Aussie dollar slides back to .76 cents level

By: AxiCorp
 
SYDNEY - Sept. 8, 2016 - PRLog -- The Australian dollar slides back lower this morning after hitting a high of .7730 overnight.

"We saw the Aussie sky rocketed yesterday as it got support from the Chinese trade data and the European Central Bank (ECB) decision," said Greg McKenna, chief market strategist at FX and CFD provider AxiTrader in Sydney.

"But as we've seen on numerous occasions, the sellers were lurking just above the .77 cents level and they pushed the Aussie dollar back under 0.7650 this morning."

According to McKenna, the Aussie dollar is a forex market side show at the moment. This is due to fact that the market is now focused on the ECB and the prospect of the European Quantitative Easing (QE) ending.

"All eyes were on ECB President Mario Draghi last night when he said the QE program has not been discussed. And some traders and market observers took that as a sign that the QE could be ending," McKenna said.

And this means the markets will be focusing more on the Euro and US dollar again soon.

"So it wasn't just the slight weakness in the US dollar driving the Australian dollar's move," McKenna added.

At the same time, he pointed out that "The reality is that by most metrics the Aussie dollar seems around fairly valued."

In his analysis, McKenna said the fair valuation is the main reason why traders would continually sell (the Aussie dollar) above 77 cents as they have done for a couple of months now.

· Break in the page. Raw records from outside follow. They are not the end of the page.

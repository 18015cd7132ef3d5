//! Dispatch behavior against an in-memory transport.
//!
//! # Design
//! `MockTransport` records every physical attempt and answers from a script,
//! so retry accounting, hook ordering, and the bytes handed to a transport can
//! be checked without a network.

use std::io::{self, Write};
use std::sync::atomic::{AtomicUsize, Ordering};
use std::sync::{Arc, Mutex};
use std::thread;

use fluent_http::{
    with_retries, BufferedResponse, Error, HttpRequest, HttpResponse, JsonCodec, Result,
    Transport, TransportResponse,
};
use serde_json::json;

#[derive(Debug, Clone, PartialEq)]
struct Sent {
    method: String,
    url: String,
    headers: Vec<(String, String)>,
    body: Vec<u8>,
}

#[derive(Debug)]
struct MockTransport {
    attempts: AtomicUsize,
    sent: Mutex<Vec<Sent>>,
    script: fn(usize) -> Result<BufferedResponse>,
}

impl MockTransport {
    fn new(script: fn(usize) -> Result<BufferedResponse>) -> Arc<Self> {
        Arc::new(Self {
            attempts: AtomicUsize::new(0),
            sent: Mutex::new(Vec::new()),
            script,
        })
    }

    fn attempts(&self) -> usize {
        self.attempts.load(Ordering::SeqCst)
    }

    fn sent(&self) -> Vec<Sent> {
        self.sent.lock().unwrap().clone()
    }
}

impl Transport for MockTransport {
    fn fetch(&self, request: &HttpRequest) -> Result<Box<dyn TransportResponse>> {
        let url = request.url_string()?;
        let body = request.body_bytes()?;
        let response = with_retries(request.retry_count(), |_| {
            let n = self.attempts.fetch_add(1, Ordering::SeqCst);
            self.sent.lock().unwrap().push(Sent {
                method: request.http_method().to_string(),
                url: url.clone(),
                headers: request.wire_headers(),
                body: body.clone(),
            });
            (self.script)(n)
        })?;
        Ok(Box::new(response))
    }
}

fn timeout() -> Error {
    io::Error::new(io::ErrorKind::TimedOut, "mock timeout").into()
}

fn ok_json(_: usize) -> Result<BufferedResponse> {
    Ok(BufferedResponse::new(
        200,
        vec![("Content-Type".to_string(), "application/json".to_string())],
        r#"{"ok":true}"#,
    ))
}

fn always_timeout(_: usize) -> Result<BufferedResponse> {
    Err(timeout())
}

fn two_timeouts_then_ok(n: usize) -> Result<BufferedResponse> {
    if n < 2 {
        Err(timeout())
    } else {
        ok_json(n)
    }
}

fn refused(_: usize) -> Result<BufferedResponse> {
    Err(io::Error::new(io::ErrorKind::ConnectionRefused, "refused").into())
}

// --- retry accounting ---

#[test]
fn every_attempt_times_out_exactly_n_plus_one_times() {
    for retries in [0u32, 1, 3] {
        let transport = MockTransport::new(always_timeout);
        let err = HttpRequest::new(transport.clone())
            .url("http://x.com")
            .post()
            .param("a", "b")
            .retries(retries)
            .fetch()
            .unwrap_err();

        assert!(err.is_timeout());
        assert_eq!(transport.attempts(), retries as usize + 1);
    }
}

#[test]
fn each_attempt_resends_identical_bytes() {
    let transport = MockTransport::new(always_timeout);
    let _ = HttpRequest::new(transport.clone())
        .url("http://x.com")
        .post()
        .param("a", "b")
        .retries(2)
        .fetch();

    let sent = transport.sent();
    assert_eq!(sent.len(), 3);
    assert!(sent.iter().all(|s| s == &sent[0]));
    assert_eq!(sent[0].body, b"a=b");
}

#[test]
fn recovers_after_transient_timeouts() {
    let transport = MockTransport::new(two_timeouts_then_ok);
    let response = HttpRequest::new(transport.clone())
        .url("http://x.com")
        .retries(5)
        .fetch()
        .unwrap();

    assert_eq!(response.status().unwrap(), 200);
    assert_eq!(transport.attempts(), 3);
}

#[test]
fn non_timeout_failures_are_not_retried() {
    let transport = MockTransport::new(refused);
    let err = HttpRequest::new(transport.clone())
        .url("http://x.com")
        .retries(5)
        .fetch()
        .unwrap_err();

    assert!(err.is_io());
    assert!(!err.is_timeout());
    assert_eq!(transport.attempts(), 1);
}

// --- what reaches the transport ---

#[test]
fn transport_sees_routed_url_and_headers() {
    let transport = MockTransport::new(ok_json);
    HttpRequest::new(transport.clone())
        .url("http://x.com/")
        .path("/api")
        .post()
        .param("foo", "bar")
        .query_param("foo2", "bar2")
        .header("X-Key", "k")
        .fetch()
        .unwrap();

    let sent = &transport.sent()[0];
    assert_eq!(sent.method, "POST");
    assert_eq!(sent.url, "http://x.com/api?foo2=bar2");
    assert_eq!(sent.body, b"foo=bar");
    assert_eq!(
        sent.headers,
        vec![
            ("X-Key".to_string(), "k".to_string()),
            (
                "Content-Type".to_string(),
                "application/x-www-form-urlencoded; charset=utf-8".to_string()
            ),
        ]
    );
}

#[test]
fn json_params_are_compact_json_in_the_query() {
    let transport = MockTransport::new(ok_json);
    HttpRequest::new(transport.clone())
        .url("http://x.com")
        .param_json("filter", &json!({"foo": "bar"}))
        .unwrap()
        .fetch()
        .unwrap();

    assert_eq!(
        transport.sent()[0].url,
        "http://x.com?filter=%7B%22foo%22%3A%22bar%22%7D"
    );
}

#[test]
fn body_conflict_is_reported_before_dispatch() {
    let transport = MockTransport::new(ok_json);
    let err = HttpRequest::new(transport.clone())
        .url("http://x.com")
        .post()
        .content_type("application/x-www-form-urlencoded")
        .param("a", "b")
        .body("raw")
        .fetch()
        .unwrap_err();

    assert!(matches!(err, Error::BodyConflict { .. }));
    assert_eq!(transport.attempts(), 0);
}

// --- hooks ---

#[test]
fn preflight_can_override_headers() {
    let transport = MockTransport::new(ok_json);
    let template = HttpRequest::new(transport.clone())
        .url("http://x.com")
        .header("Authorization", "stale")
        .preflight(|r| r.header("Authorization", "fresh"));

    template.fetch().unwrap();

    assert_eq!(
        transport.sent()[0].headers[0],
        ("Authorization".to_string(), "fresh".to_string())
    );
    assert_eq!(
        template.header_values().get("Authorization").map(String::as_str),
        Some("stale")
    );
}

#[test]
fn hooks_compose_in_order() {
    let order = Arc::new(Mutex::new(Vec::new()));
    let (o1, o2, o3, o4) = (order.clone(), order.clone(), order.clone(), order.clone());

    HttpRequest::new(MockTransport::new(ok_json))
        .url("http://x.com")
        .preflight(move |r| {
            o1.lock().unwrap().push("pre1");
            r
        })
        .preflight_and_then(move |r| {
            o2.lock().unwrap().push("pre2");
            r
        })
        .postflight(move |r| {
            o3.lock().unwrap().push("post1");
            r
        })
        .postflight_and_then(move |r| {
            o4.lock().unwrap().push("post2");
            r
        })
        .fetch()
        .unwrap();

    assert_eq!(*order.lock().unwrap(), vec!["pre1", "pre2", "post1", "post2"]);
}

#[test]
fn postflight_can_replace_the_response() {
    let response = HttpRequest::new(MockTransport::new(ok_json))
        .url("http://x.com")
        .postflight(|r| {
            assert_eq!(r.status().unwrap(), 200);
            HttpResponse::new(
                Box::new(BufferedResponse::new(503, vec![], "maintenance")),
                Arc::new(JsonCodec),
                None,
            )
        })
        .fetch()
        .unwrap();

    assert_eq!(response.succeed().unwrap_err().status(), Some(503));
}

#[test]
fn error_translator_reaches_the_response() {
    #[derive(Debug, thiserror::Error)]
    #[error("service unavailable")]
    struct Unavailable;

    fn unavailable(_: usize) -> Result<BufferedResponse> {
        Ok(BufferedResponse::new(503, vec![], ""))
    }

    let err = HttpRequest::new(MockTransport::new(unavailable))
        .url("http://x.com")
        .error_translator(|_| Error::translated(Unavailable))
        .fetch()
        .unwrap()
        .as_value()
        .unwrap_err();

    assert_eq!(err.to_string(), "service unavailable");
}

// --- sharing ---

#[test]
fn templates_are_shared_across_threads() {
    let transport = MockTransport::new(ok_json);
    let template = HttpRequest::new(transport.clone())
        .url("http://x.com")
        .header("X-App", "demo");

    let handles: Vec<_> = (0..4)
        .map(|i| {
            let template = template.clone();
            thread::spawn(move || template.path("items").param("id", i).fetch().map(|_| ()))
        })
        .collect();
    for h in handles {
        h.join().unwrap().unwrap();
    }

    let mut urls: Vec<String> = transport.sent().into_iter().map(|s| s.url).collect();
    urls.sort();
    assert_eq!(
        urls,
        vec![
            "http://x.com/items?id=0",
            "http://x.com/items?id=1",
            "http://x.com/items?id=2",
            "http://x.com/items?id=3",
        ]
    );
    assert!(template.param_values().is_empty());
}

#[test]
fn requests_and_responses_cross_threads() {
    fn assert_send_sync<T: Send + Sync>() {}
    fn assert_send<T: Send>() {}
    assert_send_sync::<HttpRequest>();
    assert_send::<HttpResponse>();
}

// --- debug capture ---

#[derive(Clone, Default)]
struct SharedLog(Arc<Mutex<Vec<u8>>>);

impl Write for SharedLog {
    fn write(&mut self, buf: &[u8]) -> io::Result<usize> {
        self.0.lock().unwrap().extend_from_slice(buf);
        Ok(buf.len())
    }

    fn flush(&mut self) -> io::Result<()> {
        Ok(())
    }
}

impl SharedLog {
    fn contents(&self) -> String {
        String::from_utf8_lossy(&self.0.lock().unwrap()).into_owned()
    }
}

fn with_debug_logging<T>(f: impl FnOnce() -> T) -> (T, String) {
    let log = SharedLog::default();
    let writer = log.clone();
    let subscriber = tracing_subscriber::fmt()
        .with_max_level(tracing::Level::DEBUG)
        .with_ansi(false)
        .with_writer(move || writer.clone())
        .finish();
    let out = tracing::subscriber::with_default(subscriber, f);
    (out, log.contents())
}

#[test]
fn debug_logging_captures_the_body_without_changing_it() {
    let request = HttpRequest::new(MockTransport::new(ok_json))
        .post()
        .param("greeting", "hello world");

    let (bytes, log) = with_debug_logging(|| request.body_bytes().unwrap());

    assert_eq!(bytes, b"greeting=hello+world");
    assert!(log.contains("wrote body"), "{log}");
    assert!(log.contains("greeting=hello+world"), "{log}");
}

#[test]
fn debug_log_shows_only_the_start_of_large_bodies() {
    let text = format!("{}END", "x".repeat(2000));
    let request = HttpRequest::new(MockTransport::new(ok_json))
        .post()
        .content_type("text/plain")
        .body(text.clone());

    let (bytes, log) = with_debug_logging(|| request.body_bytes().unwrap());

    assert_eq!(bytes, text.as_bytes());
    assert!(log.contains(&"x".repeat(1024)));
    assert!(!log.contains("END"));
}

#[test]
fn fetch_is_logged_at_debug() {
    let request = HttpRequest::new(MockTransport::new(ok_json)).url("http://x.com/logged");
    let (result, log) = with_debug_logging(|| request.fetch().map(|_| ()));

    result.unwrap();
    assert!(log.contains("fetching"), "{log}");
    assert!(log.contains("http://x.com/logged"), "{log}");
}
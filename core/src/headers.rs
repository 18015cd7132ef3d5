//! Case-insensitive, case-preserving, order-preserving header multimap.

use std::fmt;

/// Response headers as a list-valued multimap.
///
/// Lookups ignore ASCII case: values inserted under `Content-Type` and
/// `content-type` are both returned for `CONTENT-TYPE`, in insertion order.
/// Names are reported with the casing they were first inserted with.
#[derive(Clone, Default, PartialEq, Eq)]
pub struct Headers {
    entries: Vec<(String, String)>,
}

impl Headers {
    pub fn from_pairs(entries: Vec<(String, String)>) -> Self {
        Self { entries }
    }

    /// All values for `name`, in insertion order. Empty when absent.
    pub fn get(&self, name: &str) -> Vec<&str> {
        self.entries
            .iter()
            .filter(|(k, _)| k.eq_ignore_ascii_case(name))
            .map(|(_, v)| v.as_str())
            .collect()
    }

    /// The first value for `name`.
    pub fn first(&self, name: &str) -> Option<&str> {
        self.entries
            .iter()
            .find(|(k, _)| k.eq_ignore_ascii_case(name))
            .map(|(_, v)| v.as_str())
    }

    pub fn contains(&self, name: &str) -> bool {
        self.entries.iter().any(|(k, _)| k.eq_ignore_ascii_case(name))
    }

    /// Distinct header names, each in the casing it was first seen with.
    pub fn names(&self) -> Vec<&str> {
        let mut names: Vec<&str> = Vec::new();
        for (k, _) in &self.entries {
            if !names.iter().any(|n| n.eq_ignore_ascii_case(k)) {
                names.push(k);
            }
        }
        names
    }

    pub fn iter(&self) -> impl Iterator<Item = (&str, &str)> {
        self.entries.iter().map(|(k, v)| (k.as_str(), v.as_str()))
    }

    /// Number of name/value entries.
    pub fn len(&self) -> usize {
        self.entries.len()
    }

    pub fn is_empty(&self) -> bool {
        self.entries.is_empty()
    }
}

impl fmt::Debug for Headers {
    fn fmt(&self, f: &mut fmt::Formatter<'_>) -> fmt::Result {
        f.debug_map().entries(self.iter()).finish()
    }
}

impl FromIterator<(String, String)> for Headers {
    fn from_iter<I: IntoIterator<Item = (String, String)>>(iter: I) -> Self {
        Self::from_pairs(iter.into_iter().collect())
    }
}
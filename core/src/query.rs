//! `application/x-www-form-urlencoded` query strings.
//!
//! Keys and values are encoded with the form-urlencoded byte serializer:
//! UTF-8, space becomes `+`, alphanumerics and `*-._` pass through, and every
//! other byte becomes an upper-case `%XX` escape. The same encoding is used for
//! url query strings and urlencoded request bodies.

use tracing::warn;

use crate::param::ParamValue;

/// Percent-encode one query component.
pub fn url_encode(s: &str) -> String {
    form_urlencoded::byte_serialize(s.as_bytes()).collect()
}

/// Builds an `&`-joined query string in insertion order.
#[derive(Debug, Default, Clone)]
pub struct QueryBuilder {
    buf: String,
}

impl QueryBuilder {
    pub fn new() -> Self {
        Self::default()
    }

    /// Add `key` with `value`. Lists add one pair per element; forced-query
    /// markers are stripped. Attachments cannot be expressed in a query
    /// string and are skipped.
    pub fn add(&mut self, key: &str, value: &ParamValue) -> &mut Self {
        match value.strip() {
            ParamValue::Scalar(v) => self.add_pair(key, v),
            ParamValue::List(values) => {
                for v in values {
                    self.add_pair(key, v);
                }
            }
            ParamValue::Attachment(a) => {
                warn!(param = key, filename = a.filename(), "attachment skipped in query string");
            }
            ParamValue::ForcedQuery(_) => unreachable!("strip() removes every marker"),
        }
        self
    }

    fn add_pair(&mut self, key: &str, value: &str) {
        if !self.buf.is_empty() {
            self.buf.push('&');
        }
        self.buf.extend(form_urlencoded::byte_serialize(key.as_bytes()));
        self.buf.push('=');
        self.buf.extend(form_urlencoded::byte_serialize(value.as_bytes()));
    }

    pub fn is_empty(&self) -> bool {
        self.buf.is_empty()
    }

    pub fn as_str(&self) -> &str {
        &self.buf
    }

    pub fn build(self) -> String {
        self.buf
    }
}

impl<'a> FromIterator<(&'a str, &'a ParamValue)> for QueryBuilder {
    fn from_iter<I: IntoIterator<Item = (&'a str, &'a ParamValue)>>(iter: I) -> Self {
        let mut q = QueryBuilder::new();
        for (k, v) in iter {
            q.add(k, v);
        }
        q
    }
}
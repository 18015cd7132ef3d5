//! Fluent, immutable HTTP request builder.
//!
//! # Overview
//! Builds `HttpRequest` values through chained mutators that never modify the
//! receiver, then `fetch()`es them through a pluggable [`Transport`]. The core
//! decides where parameters travel (url query, urlencoded form, or multipart
//! body), which content type to send, and how to serialize an explicit body.
//! It performs no network I/O itself; a transport crate does the round trip.
//!
//! ```no_run
//! # use std::sync::Arc;
//! # use fluent_http::{HttpRequest, Transport};
//! # fn demo(transport: Arc<dyn Transport>) -> fluent_http::Result<()> {
//! let api = HttpRequest::new(transport).url("https://api.example.com");
//! let user: serde_json::Value = api.path("users").param("id", 7).fetch()?.as_json()?;
//! # Ok(())
//! # }
//! ```
//!
//! # Design
//! - Requests are cheap persistent values: maps, hooks, codec, and transport
//!   are shared behind `Arc` and cloned only on write.
//! - Parameter values are a tagged [`ParamValue`]; wrapping one in
//!   `ForcedQuery` pins it to the url regardless of content type.
//! - Transports share [`with_retries`], so only timeouts are retried and every
//!   backend counts attempts the same way.
//! - Responses gate on status [200, 400) in `succeed()` and the `as_*`
//!   accessors; `content_*` accessors do not.

pub mod body;
pub mod codec;
pub mod error;
pub mod headers;
pub mod http;
pub mod multipart;
pub mod param;
pub mod query;
pub mod request;
pub mod response;
pub mod transport;

pub use body::Body;
pub use codec::{Codec, JsonCodec};
pub use error::{CodecError, Error, HttpException, Result};
pub use headers::Headers;
pub use http::{HttpMethod, APPLICATION_JSON, FORM_URLENCODED};
pub use multipart::MultipartWriter;
pub use param::{BinaryAttachment, Param, ParamValue};
pub use query::QueryBuilder;
pub use request::{ErrorTranslator, HttpRequest, Postflight, Preflight};
pub use response::HttpResponse;
pub use transport::{with_retries, BufferedResponse, Transport, TransportResponse};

"If you look at it, Australia has the strongest growth in the developed world, a AAA rating, 10-year bond rates at 2%, a big bounce in commodity prices during 2106. In addition, and a central bank that will find it hard to cut rates again with the current growth rate,"

"But despite all that the Aussie is still meeting resistance around the .77cents level."

From a technical point of view, McKenna said the Aussie chart shows last night's high was the top of what is now a wedge pattern the Aussie is trading in.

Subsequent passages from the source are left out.